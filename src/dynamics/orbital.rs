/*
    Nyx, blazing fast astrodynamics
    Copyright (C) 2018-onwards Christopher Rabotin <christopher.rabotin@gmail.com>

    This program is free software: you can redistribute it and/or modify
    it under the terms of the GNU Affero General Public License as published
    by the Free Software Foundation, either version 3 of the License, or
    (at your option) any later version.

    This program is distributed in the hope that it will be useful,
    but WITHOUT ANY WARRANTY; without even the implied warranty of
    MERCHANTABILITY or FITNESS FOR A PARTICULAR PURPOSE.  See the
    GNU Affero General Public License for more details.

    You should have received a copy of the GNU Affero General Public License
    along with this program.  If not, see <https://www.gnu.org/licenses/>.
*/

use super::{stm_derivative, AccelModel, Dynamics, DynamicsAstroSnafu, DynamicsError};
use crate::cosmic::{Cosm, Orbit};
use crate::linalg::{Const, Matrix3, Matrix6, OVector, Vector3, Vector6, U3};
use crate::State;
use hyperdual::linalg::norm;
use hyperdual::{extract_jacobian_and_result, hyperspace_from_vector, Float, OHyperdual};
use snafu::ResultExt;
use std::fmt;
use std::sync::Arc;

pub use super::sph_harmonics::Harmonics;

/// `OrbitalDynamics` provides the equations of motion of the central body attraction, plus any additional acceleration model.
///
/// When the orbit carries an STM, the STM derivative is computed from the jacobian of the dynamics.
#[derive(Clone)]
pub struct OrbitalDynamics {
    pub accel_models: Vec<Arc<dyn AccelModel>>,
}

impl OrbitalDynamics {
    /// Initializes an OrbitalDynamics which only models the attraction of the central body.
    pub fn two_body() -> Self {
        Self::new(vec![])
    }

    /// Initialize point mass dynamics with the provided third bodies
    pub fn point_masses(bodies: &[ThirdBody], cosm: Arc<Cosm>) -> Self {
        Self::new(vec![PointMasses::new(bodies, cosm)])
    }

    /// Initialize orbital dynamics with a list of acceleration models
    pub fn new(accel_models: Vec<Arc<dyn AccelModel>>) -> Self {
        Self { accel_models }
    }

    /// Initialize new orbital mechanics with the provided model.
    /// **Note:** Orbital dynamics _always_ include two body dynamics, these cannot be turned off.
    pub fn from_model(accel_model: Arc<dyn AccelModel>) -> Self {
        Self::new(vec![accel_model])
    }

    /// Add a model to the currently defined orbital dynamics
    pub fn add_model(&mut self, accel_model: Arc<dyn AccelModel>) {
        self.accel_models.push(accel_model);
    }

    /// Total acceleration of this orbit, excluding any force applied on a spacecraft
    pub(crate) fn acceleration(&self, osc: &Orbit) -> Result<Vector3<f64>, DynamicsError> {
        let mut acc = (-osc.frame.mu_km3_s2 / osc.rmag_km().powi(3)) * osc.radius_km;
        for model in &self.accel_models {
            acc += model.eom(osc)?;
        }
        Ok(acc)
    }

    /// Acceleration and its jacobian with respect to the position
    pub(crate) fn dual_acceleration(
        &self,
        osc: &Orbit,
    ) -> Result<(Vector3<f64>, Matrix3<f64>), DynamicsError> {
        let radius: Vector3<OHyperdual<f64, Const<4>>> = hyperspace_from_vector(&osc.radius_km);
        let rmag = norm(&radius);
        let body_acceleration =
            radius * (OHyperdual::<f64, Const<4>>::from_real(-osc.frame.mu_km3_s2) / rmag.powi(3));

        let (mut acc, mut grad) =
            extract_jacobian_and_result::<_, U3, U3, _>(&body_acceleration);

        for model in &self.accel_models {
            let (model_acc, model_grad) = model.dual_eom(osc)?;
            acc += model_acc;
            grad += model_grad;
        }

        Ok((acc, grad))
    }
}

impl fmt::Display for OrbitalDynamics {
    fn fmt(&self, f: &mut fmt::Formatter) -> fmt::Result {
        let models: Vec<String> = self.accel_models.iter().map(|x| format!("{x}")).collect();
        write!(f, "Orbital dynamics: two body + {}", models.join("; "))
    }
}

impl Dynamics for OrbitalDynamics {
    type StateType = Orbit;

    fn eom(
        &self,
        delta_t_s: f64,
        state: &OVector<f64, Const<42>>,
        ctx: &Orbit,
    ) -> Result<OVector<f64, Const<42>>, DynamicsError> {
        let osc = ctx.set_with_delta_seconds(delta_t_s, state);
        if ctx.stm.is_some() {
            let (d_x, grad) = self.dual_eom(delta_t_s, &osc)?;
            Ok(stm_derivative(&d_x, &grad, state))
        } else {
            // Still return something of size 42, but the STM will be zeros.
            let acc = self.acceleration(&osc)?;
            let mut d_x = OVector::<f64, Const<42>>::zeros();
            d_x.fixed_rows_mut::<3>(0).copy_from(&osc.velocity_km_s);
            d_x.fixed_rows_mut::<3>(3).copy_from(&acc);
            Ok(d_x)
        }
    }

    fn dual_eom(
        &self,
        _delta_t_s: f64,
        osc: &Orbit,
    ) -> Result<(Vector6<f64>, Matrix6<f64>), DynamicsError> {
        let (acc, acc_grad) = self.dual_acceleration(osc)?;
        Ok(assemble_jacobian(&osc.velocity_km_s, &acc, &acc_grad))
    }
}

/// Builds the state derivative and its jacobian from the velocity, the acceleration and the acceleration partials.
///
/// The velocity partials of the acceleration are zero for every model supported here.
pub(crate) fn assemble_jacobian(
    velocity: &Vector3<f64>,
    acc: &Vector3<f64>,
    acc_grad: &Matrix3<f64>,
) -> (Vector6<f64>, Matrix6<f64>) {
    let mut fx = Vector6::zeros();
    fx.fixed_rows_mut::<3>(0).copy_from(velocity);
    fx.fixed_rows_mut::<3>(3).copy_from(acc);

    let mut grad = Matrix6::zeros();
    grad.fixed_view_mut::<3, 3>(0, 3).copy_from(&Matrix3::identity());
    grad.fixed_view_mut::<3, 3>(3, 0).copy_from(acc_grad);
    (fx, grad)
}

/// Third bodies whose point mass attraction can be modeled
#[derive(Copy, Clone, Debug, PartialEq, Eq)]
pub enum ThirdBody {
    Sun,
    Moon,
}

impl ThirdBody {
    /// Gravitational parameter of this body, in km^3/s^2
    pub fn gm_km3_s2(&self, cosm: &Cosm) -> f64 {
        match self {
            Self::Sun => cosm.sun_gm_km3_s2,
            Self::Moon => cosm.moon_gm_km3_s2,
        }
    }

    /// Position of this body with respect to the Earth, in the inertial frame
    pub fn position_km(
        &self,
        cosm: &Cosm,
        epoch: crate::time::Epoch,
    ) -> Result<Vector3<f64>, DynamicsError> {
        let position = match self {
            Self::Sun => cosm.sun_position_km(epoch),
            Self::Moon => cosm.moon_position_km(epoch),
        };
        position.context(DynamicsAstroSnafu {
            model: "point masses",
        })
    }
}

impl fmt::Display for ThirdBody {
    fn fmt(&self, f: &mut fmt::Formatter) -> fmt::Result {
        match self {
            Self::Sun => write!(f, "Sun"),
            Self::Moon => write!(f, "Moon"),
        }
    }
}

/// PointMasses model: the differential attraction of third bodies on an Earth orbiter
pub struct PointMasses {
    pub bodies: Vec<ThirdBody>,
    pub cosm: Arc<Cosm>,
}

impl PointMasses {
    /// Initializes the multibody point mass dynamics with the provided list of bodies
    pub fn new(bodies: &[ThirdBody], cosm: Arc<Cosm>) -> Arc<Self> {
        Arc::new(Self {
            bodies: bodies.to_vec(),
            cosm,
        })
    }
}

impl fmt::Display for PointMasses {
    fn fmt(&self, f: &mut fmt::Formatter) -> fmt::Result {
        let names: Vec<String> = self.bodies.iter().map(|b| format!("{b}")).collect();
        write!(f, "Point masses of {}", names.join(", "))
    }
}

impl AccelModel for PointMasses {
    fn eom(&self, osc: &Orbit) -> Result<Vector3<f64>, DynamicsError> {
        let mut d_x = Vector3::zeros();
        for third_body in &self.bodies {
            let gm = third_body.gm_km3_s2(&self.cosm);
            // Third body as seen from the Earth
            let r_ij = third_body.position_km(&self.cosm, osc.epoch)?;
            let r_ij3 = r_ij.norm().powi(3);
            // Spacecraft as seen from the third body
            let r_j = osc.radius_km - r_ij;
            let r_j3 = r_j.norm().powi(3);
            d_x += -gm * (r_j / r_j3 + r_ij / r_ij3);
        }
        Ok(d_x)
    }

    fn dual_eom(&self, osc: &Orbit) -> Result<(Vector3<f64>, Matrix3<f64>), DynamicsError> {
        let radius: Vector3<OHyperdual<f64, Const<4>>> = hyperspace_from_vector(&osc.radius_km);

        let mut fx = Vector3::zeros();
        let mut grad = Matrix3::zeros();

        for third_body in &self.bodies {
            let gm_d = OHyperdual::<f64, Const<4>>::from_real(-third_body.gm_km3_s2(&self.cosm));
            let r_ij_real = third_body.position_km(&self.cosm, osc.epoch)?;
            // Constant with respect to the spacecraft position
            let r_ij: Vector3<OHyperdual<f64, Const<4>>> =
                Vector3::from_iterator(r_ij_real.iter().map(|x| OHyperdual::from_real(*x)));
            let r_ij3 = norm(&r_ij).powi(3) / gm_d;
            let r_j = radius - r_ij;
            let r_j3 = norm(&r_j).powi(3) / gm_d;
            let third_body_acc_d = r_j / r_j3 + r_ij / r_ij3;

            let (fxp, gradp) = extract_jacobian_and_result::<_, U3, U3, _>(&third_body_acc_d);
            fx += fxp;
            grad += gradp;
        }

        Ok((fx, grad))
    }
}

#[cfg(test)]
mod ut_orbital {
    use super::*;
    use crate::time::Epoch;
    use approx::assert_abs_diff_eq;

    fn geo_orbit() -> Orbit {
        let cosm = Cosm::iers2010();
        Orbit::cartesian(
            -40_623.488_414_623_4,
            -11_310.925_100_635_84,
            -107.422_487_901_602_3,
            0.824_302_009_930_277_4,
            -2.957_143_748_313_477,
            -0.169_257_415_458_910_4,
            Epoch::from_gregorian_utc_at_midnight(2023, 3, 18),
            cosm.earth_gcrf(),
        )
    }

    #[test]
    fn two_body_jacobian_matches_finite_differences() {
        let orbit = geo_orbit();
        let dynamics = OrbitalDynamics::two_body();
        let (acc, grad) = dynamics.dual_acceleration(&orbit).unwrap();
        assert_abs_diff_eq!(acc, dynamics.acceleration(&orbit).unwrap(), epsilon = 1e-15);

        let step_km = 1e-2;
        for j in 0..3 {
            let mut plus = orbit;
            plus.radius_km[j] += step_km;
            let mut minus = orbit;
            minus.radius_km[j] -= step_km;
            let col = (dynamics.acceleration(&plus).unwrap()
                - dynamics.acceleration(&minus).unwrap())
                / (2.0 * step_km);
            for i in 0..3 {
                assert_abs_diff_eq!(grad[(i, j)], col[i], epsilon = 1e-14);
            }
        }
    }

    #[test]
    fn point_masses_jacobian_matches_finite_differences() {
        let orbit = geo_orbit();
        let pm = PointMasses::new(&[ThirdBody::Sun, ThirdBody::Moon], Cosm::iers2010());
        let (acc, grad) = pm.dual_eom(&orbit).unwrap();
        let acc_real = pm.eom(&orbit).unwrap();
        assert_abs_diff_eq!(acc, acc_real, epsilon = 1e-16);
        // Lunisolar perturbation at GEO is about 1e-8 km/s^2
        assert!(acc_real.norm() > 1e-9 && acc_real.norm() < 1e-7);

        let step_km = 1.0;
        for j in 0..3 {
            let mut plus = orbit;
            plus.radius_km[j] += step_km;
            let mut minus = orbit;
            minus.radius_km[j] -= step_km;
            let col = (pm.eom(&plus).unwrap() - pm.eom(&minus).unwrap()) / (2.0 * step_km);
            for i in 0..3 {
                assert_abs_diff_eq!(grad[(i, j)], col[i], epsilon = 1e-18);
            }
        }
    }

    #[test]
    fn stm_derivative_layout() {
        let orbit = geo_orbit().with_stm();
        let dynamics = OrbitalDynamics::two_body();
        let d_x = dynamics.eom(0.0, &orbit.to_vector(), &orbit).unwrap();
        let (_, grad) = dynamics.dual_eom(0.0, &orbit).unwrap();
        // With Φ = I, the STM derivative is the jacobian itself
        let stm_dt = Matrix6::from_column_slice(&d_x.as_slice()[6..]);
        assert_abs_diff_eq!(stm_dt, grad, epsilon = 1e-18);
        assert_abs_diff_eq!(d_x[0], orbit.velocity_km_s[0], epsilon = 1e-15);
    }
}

==

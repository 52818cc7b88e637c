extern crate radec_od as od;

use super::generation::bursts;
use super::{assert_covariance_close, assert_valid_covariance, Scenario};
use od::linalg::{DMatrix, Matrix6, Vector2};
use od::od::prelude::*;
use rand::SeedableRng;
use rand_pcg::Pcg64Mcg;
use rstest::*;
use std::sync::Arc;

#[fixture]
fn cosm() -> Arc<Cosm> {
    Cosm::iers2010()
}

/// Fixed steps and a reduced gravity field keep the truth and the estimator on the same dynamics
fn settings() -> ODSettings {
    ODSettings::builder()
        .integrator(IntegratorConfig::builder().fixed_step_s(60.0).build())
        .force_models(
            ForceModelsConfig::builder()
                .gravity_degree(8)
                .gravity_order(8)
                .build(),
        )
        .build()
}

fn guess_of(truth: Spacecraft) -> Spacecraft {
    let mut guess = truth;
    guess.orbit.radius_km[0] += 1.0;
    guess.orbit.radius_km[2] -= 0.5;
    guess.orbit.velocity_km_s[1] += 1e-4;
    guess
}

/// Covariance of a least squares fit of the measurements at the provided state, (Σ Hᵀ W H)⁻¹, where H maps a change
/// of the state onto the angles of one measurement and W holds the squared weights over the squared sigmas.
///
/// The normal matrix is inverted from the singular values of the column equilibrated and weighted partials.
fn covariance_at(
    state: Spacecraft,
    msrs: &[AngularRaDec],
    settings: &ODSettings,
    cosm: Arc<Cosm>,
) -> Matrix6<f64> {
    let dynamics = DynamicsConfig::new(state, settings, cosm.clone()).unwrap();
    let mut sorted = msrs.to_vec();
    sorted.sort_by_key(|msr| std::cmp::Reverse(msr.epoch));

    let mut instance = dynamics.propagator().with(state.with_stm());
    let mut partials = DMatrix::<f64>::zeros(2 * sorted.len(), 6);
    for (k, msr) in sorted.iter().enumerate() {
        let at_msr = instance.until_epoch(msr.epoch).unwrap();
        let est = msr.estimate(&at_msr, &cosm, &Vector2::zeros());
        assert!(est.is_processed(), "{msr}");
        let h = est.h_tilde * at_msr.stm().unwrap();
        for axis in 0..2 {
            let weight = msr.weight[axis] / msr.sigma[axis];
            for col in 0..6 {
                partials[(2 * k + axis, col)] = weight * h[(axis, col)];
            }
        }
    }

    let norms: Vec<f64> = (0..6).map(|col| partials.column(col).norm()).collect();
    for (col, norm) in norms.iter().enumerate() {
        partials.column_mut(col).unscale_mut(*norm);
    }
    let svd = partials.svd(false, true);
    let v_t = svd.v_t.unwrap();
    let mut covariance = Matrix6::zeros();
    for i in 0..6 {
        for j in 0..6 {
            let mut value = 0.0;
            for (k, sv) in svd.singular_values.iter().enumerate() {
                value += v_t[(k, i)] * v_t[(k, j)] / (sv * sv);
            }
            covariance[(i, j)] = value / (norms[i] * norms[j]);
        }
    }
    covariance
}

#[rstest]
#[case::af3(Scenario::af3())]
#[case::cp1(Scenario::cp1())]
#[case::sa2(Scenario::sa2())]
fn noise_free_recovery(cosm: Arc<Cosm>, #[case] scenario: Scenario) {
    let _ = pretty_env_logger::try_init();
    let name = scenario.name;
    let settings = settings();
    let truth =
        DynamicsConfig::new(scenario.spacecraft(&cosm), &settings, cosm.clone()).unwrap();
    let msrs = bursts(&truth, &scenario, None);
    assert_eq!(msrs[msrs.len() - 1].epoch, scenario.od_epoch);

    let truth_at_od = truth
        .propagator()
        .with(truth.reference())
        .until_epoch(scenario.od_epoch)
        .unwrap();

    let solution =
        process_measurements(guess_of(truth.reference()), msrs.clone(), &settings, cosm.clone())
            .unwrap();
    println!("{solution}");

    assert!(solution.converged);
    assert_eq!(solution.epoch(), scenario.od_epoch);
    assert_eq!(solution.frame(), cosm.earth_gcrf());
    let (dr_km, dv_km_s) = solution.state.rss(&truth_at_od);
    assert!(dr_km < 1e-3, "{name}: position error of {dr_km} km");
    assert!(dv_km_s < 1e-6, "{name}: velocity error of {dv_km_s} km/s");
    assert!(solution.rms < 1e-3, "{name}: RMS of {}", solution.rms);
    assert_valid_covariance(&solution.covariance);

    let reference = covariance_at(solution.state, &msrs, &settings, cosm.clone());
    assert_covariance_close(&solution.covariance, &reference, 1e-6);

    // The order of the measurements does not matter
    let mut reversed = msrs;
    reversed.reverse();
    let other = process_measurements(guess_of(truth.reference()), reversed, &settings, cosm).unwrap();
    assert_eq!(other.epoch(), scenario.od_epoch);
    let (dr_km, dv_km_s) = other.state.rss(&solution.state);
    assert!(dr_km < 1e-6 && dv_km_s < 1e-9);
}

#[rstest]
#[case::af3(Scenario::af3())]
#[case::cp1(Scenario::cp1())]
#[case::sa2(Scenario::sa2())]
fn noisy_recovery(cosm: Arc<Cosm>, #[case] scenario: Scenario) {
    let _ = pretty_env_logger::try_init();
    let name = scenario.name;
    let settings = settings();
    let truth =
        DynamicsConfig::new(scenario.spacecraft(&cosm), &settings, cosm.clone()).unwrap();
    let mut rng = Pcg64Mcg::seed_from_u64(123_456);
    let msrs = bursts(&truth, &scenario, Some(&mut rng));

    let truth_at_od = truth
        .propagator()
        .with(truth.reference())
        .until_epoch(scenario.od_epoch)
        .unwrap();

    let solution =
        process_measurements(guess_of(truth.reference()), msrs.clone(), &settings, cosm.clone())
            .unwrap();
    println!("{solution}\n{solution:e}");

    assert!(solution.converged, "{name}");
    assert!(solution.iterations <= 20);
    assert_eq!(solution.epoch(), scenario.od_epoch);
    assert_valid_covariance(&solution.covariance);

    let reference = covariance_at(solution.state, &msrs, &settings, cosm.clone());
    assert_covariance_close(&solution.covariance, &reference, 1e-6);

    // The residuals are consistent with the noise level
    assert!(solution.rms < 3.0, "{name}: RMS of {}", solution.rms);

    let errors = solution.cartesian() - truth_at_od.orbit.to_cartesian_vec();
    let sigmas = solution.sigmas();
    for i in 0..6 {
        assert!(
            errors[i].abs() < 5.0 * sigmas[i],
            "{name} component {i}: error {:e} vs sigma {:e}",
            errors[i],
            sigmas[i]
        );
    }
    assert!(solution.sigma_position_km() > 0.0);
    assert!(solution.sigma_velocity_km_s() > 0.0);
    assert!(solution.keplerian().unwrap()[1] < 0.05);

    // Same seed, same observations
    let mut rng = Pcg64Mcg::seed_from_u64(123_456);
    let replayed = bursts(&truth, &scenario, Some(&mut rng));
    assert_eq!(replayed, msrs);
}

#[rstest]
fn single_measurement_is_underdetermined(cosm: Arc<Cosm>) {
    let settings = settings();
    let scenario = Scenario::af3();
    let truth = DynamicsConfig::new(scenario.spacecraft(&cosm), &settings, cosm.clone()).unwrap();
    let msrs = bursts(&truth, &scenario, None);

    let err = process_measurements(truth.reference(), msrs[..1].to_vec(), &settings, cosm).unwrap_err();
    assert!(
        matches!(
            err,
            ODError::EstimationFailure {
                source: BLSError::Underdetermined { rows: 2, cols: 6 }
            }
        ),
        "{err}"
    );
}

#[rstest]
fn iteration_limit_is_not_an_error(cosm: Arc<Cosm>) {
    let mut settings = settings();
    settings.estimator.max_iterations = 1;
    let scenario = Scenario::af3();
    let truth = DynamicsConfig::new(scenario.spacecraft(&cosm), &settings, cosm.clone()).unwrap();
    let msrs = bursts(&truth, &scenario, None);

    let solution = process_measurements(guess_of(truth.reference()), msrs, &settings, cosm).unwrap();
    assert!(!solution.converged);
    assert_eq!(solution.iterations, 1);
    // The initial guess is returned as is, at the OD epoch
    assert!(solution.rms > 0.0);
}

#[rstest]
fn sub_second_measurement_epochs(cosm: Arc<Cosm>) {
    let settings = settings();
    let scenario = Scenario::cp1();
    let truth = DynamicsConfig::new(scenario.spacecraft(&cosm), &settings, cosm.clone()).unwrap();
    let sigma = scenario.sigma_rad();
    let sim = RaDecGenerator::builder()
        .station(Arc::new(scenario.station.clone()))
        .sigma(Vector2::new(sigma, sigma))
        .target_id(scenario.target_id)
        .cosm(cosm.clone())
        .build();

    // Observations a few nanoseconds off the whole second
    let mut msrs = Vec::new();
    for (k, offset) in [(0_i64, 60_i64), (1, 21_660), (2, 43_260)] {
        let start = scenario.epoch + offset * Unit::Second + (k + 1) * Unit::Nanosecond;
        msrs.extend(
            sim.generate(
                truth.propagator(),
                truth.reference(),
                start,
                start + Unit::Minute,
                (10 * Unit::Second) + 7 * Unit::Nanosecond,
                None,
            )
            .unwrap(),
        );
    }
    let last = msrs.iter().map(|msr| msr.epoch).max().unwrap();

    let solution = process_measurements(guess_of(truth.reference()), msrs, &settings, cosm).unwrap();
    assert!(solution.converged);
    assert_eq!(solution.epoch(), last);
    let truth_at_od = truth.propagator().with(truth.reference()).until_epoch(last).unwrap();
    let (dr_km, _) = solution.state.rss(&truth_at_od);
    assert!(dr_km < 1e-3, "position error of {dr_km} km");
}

...

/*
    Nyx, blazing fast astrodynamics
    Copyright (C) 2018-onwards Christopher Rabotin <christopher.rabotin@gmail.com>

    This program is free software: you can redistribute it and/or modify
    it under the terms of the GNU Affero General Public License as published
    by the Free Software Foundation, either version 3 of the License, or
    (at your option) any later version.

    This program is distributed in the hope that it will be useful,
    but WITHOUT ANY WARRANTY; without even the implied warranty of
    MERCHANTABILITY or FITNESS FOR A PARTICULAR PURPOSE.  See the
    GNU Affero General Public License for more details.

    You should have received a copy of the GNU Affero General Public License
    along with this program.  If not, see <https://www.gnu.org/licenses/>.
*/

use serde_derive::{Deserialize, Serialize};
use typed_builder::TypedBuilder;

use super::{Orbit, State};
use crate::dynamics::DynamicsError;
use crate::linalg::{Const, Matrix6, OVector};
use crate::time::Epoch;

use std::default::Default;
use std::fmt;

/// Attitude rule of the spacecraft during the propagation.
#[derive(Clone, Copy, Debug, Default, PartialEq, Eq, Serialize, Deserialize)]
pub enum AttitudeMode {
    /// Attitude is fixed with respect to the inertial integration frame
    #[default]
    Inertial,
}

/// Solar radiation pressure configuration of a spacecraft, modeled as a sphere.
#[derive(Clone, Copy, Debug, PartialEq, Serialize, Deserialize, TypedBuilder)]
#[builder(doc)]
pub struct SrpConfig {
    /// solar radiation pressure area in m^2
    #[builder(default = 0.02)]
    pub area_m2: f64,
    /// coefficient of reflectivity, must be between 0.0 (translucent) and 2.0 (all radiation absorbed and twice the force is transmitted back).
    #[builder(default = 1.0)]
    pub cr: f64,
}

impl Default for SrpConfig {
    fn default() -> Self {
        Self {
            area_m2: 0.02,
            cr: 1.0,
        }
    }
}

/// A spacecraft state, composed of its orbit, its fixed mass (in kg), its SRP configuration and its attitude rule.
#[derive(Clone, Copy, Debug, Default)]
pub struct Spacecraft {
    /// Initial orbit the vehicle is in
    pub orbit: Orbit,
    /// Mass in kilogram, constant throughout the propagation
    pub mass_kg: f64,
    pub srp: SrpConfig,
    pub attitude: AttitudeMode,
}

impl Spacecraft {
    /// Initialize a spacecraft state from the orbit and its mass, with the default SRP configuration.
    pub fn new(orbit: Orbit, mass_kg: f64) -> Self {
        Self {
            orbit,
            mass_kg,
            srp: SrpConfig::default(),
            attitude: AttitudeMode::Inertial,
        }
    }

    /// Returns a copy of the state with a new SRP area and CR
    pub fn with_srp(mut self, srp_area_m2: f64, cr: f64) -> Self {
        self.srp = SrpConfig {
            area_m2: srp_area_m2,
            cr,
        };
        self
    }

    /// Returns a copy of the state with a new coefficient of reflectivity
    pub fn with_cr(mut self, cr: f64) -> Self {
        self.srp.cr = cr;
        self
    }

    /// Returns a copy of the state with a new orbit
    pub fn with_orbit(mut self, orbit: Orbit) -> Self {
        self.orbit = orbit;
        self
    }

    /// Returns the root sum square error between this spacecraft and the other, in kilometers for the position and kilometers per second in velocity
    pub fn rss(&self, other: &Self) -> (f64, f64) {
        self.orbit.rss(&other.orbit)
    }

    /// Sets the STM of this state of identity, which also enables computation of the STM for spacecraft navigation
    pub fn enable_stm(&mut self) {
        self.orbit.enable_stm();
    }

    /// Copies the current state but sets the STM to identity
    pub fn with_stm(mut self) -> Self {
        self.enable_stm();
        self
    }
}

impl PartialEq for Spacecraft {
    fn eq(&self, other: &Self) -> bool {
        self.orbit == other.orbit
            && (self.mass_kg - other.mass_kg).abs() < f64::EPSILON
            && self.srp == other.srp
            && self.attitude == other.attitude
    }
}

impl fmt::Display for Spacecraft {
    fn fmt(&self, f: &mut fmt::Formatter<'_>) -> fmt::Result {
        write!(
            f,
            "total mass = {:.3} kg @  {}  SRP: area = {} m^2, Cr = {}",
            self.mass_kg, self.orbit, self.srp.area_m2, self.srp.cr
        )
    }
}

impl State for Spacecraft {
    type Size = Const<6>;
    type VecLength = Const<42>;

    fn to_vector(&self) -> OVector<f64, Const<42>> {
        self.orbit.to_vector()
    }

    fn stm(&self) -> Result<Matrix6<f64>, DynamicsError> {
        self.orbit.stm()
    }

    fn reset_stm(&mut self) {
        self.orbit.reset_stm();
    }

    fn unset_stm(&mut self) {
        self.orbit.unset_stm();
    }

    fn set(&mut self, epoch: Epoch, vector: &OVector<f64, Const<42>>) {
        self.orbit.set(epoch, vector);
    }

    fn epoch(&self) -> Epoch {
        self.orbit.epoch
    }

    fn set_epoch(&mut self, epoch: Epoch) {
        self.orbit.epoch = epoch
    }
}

What the task requires. What lines above contain the word "struct"? Please copy each one.

Reply to the task.
pub struct OrbitalDynamics {
pub struct PointMasses {
pub struct SrpConfig {
pub struct Spacecraft {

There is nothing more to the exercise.